The Varga family in 1986, when Michael Varga (top row, center) returned to the US after a Foreign Service Assignment.

Michael Varga

The Power of Eating Together

My mother loved to cook. She was most at home in her kitchen. As an Italian, she had grown up savoring a variety of Italian specialties, from lasagna to veal scaloppini to tiramisu. Our family was spoiled by always enjoying flavorful meals together. My father, of Hungarian descent, was a meat-and-potatoes man, but he loved that his wife learned to make goulash for him. Each night, my dad would arrive home from work just before 5 o’clock. He would have a whiskey sour and read the afternoon newspaper (The Philadelphia Bulletin) in his recliner, while we kids finished up our homework or were outside playing catch or “run the bases” with the neighbors’ children.

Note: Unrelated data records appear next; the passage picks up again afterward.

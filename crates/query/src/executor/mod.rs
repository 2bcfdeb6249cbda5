//! Query executor module.

mod aggregate;
mod concat;
pub mod join;
mod project;
mod runner;
mod select;
mod sort;
mod window;

pub use aggregate::{avg, count, sum, AggregateFunc, GroupAggregateExecutor};
pub use concat::concat;
pub use join::{index_join, join_header, nested_loop_join, JoinExecutor};
pub use project::ProjectExecutor;
pub use runner::{join_where, select_where};
pub use select::{select, select_and, select_or, SelectExecutor};
pub use sort::SortExecutor;
pub use window::{WindowExecutor, WindowFunc};
//! Data type definitions for relq.
//!
//! This module defines the kinds of values a table cell can hold.

use core::fmt;

/// Kinds of values stored in a relq table.
#[derive(Clone, Copy, Debug, PartialEq, Eq, Hash)]
pub enum DataType {
    /// 64-bit signed integer
    Integer,
    /// 64-bit floating point number, produced by arithmetic and averages
    Float,
    /// UTF-8 text
    Text,
}

impl DataType {
    /// Returns whether values of this type take part in arithmetic.
    pub fn is_numeric(&self) -> bool {
        matches!(self, DataType::Integer | DataType::Float)
    }

    /// Returns whether values of this type can be compared with values of `other`.
    pub fn is_comparable_with(&self, other: DataType) -> bool {
        *self == other || (self.is_numeric() && other.is_numeric())
    }
}

impl fmt::Display for DataType {
    fn fmt(&self, f: &mut fmt::Formatter<'_>) -> fmt::Result {
        match self {
            DataType::Integer => write!(f, "integer"),
            DataType::Float => write!(f, "float"),
            DataType::Text => write!(f, "text"),
        }
    }
}

#[cfg(test)]
mod tests {
    use super::*;
    use alloc::string::ToString;

    #[test]
    fn test_data_type_equality() {
        assert_eq!(DataType::Integer, DataType::Integer);
        assert_ne!(DataType::Integer, DataType::Float);
    }

    #[test]
    fn test_numeric() {
        assert!(DataType::Integer.is_numeric());
        assert!(DataType::Float.is_numeric());
        assert!(!DataType::Text.is_numeric());
    }

    #[test]
    fn test_comparable() {
        assert!(DataType::Integer.is_comparable_with(DataType::Float));
        assert!(DataType::Text.is_comparable_with(DataType::Text));
        assert!(!DataType::Text.is_comparable_with(DataType::Integer));
    }

    #[test]
    fn test_display() {
        assert_eq!(DataType::Text.to_string(), "text");
    }
}
//! Error types for relq.

use crate::types::DataType;
use alloc::string::String;
use core::fmt;

/// Result type alias for relq operations.
pub type Result<T> = core::result::Result<T, Error>;

/// Error types for relq operations.
#[derive(Clone, Debug, PartialEq)]
pub enum Error {
    /// Attribute name absent from a table header.
    AttributeNotFound {
        attribute: String,
    },
    /// Operator applied to value kinds it cannot combine.
    TypeMismatch {
        op: String,
        left: DataType,
        right: DataType,
    },
    /// Two tables whose headers differ where identical headers are required.
    SchemaMismatch {
        left: String,
        right: String,
    },
    /// Aggregate requested over zero rows.
    EmptyAggregate {
        function: String,
    },
    /// Unrecognized operation name.
    OperationNotFound {
        name: String,
    },
    /// Condition text outside the supported grammar.
    MalformedExpression {
        message: String,
        position: usize,
    },
    /// Table name absent from the catalog.
    TableNotFound {
        name: String,
    },
    /// Operation argument of the wrong shape.
    InvalidArgument {
        message: String,
    },
    /// Table file record whose field count differs from the header.
    MalformedRecord {
        line: usize,
        expected: usize,
        got: usize,
    },
}

impl fmt::Display for Error {
    fn fmt(&self, f: &mut fmt::Formatter<'_>) -> fmt::Result {
        match self {
            Error::AttributeNotFound { attribute } => {
                write!(f, "Attribute not found: {}", attribute)
            }
            Error::TypeMismatch { op, left, right } => {
                write!(f, "Type mismatch: cannot apply '{}' to {} and {}", op, left, right)
            }
            Error::SchemaMismatch { left, right } => {
                write!(f, "Schema mismatch: [{}] vs [{}]", left, right)
            }
            Error::EmptyAggregate { function } => {
                write!(f, "Cannot compute {} over zero rows", function)
            }
            Error::OperationNotFound { name } => {
                write!(f, "Operation not found: {}", name)
            }
            Error::MalformedExpression { message, position } => {
                write!(f, "Malformed expression at {}: {}", position, message)
            }
            Error::TableNotFound { name } => {
                write!(f, "Table not found: {}", name)
            }
            Error::InvalidArgument { message } => {
                write!(f, "Invalid argument: {}", message)
            }
            Error::MalformedRecord { line, expected, got } => {
                write!(
                    f,
                    "Malformed record on line {}: expected {} fields, got {}",
                    line, expected, got
                )
            }
        }
    }
}

impl Error {
    /// Creates an attribute not found error.
    pub fn attribute_not_found(attribute: impl Into<String>) -> Self {
        Error::AttributeNotFound {
            attribute: attribute.into(),
        }
    }

    /// Creates a type mismatch error.
    pub fn type_mismatch(op: impl Into<String>, left: DataType, right: DataType) -> Self {
        Error::TypeMismatch {
            op: op.into(),
            left,
            right,
        }
    }

    /// Creates a schema mismatch error.
    pub fn schema_mismatch(left: impl Into<String>, right: impl Into<String>) -> Self {
        Error::SchemaMismatch {
            left: left.into(),
            right: right.into(),
        }
    }

    /// Creates an empty aggregate error.
    pub fn empty_aggregate(function: impl Into<String>) -> Self {
        Error::EmptyAggregate {
            function: function.into(),
        }
    }

    /// Creates an operation not found error.
    pub fn operation_not_found(name: impl Into<String>) -> Self {
        Error::OperationNotFound { name: name.into() }
    }

    /// Creates a malformed expression error.
    pub fn malformed_expression(message: impl Into<String>, position: usize) -> Self {
        Error::MalformedExpression {
            message: message.into(),
            position,
        }
    }

    /// Creates a table not found error.
    pub fn table_not_found(name: impl Into<String>) -> Self {
        Error::TableNotFound { name: name.into() }
    }

    /// Creates an invalid argument error.
    pub fn invalid_argument(message: impl Into<String>) -> Self {
        Error::InvalidArgument {
            message: message.into(),
        }
    }

    /// Creates a malformed record error.
    pub fn malformed_record(line: usize, expected: usize, got: usize) -> Self {
        Error::MalformedRecord {
            line,
            expected,
            got,
        }
    }
}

And promptly at 5:30, my mom would ring a bell from the front stoop of our house. We, kids, filed inside to wash our hands and take our places at the kitchen table to break bread together.

Since my tongue cancer diagnosis in 2020 and the subsequent radiation treatments that have taken away my ability to eat solid food or taste anything, I spend a lot of time remembering how powerful food can be in bringing people together. Being a “companion” to someone means, etymologically (from Latin), sharing bread together.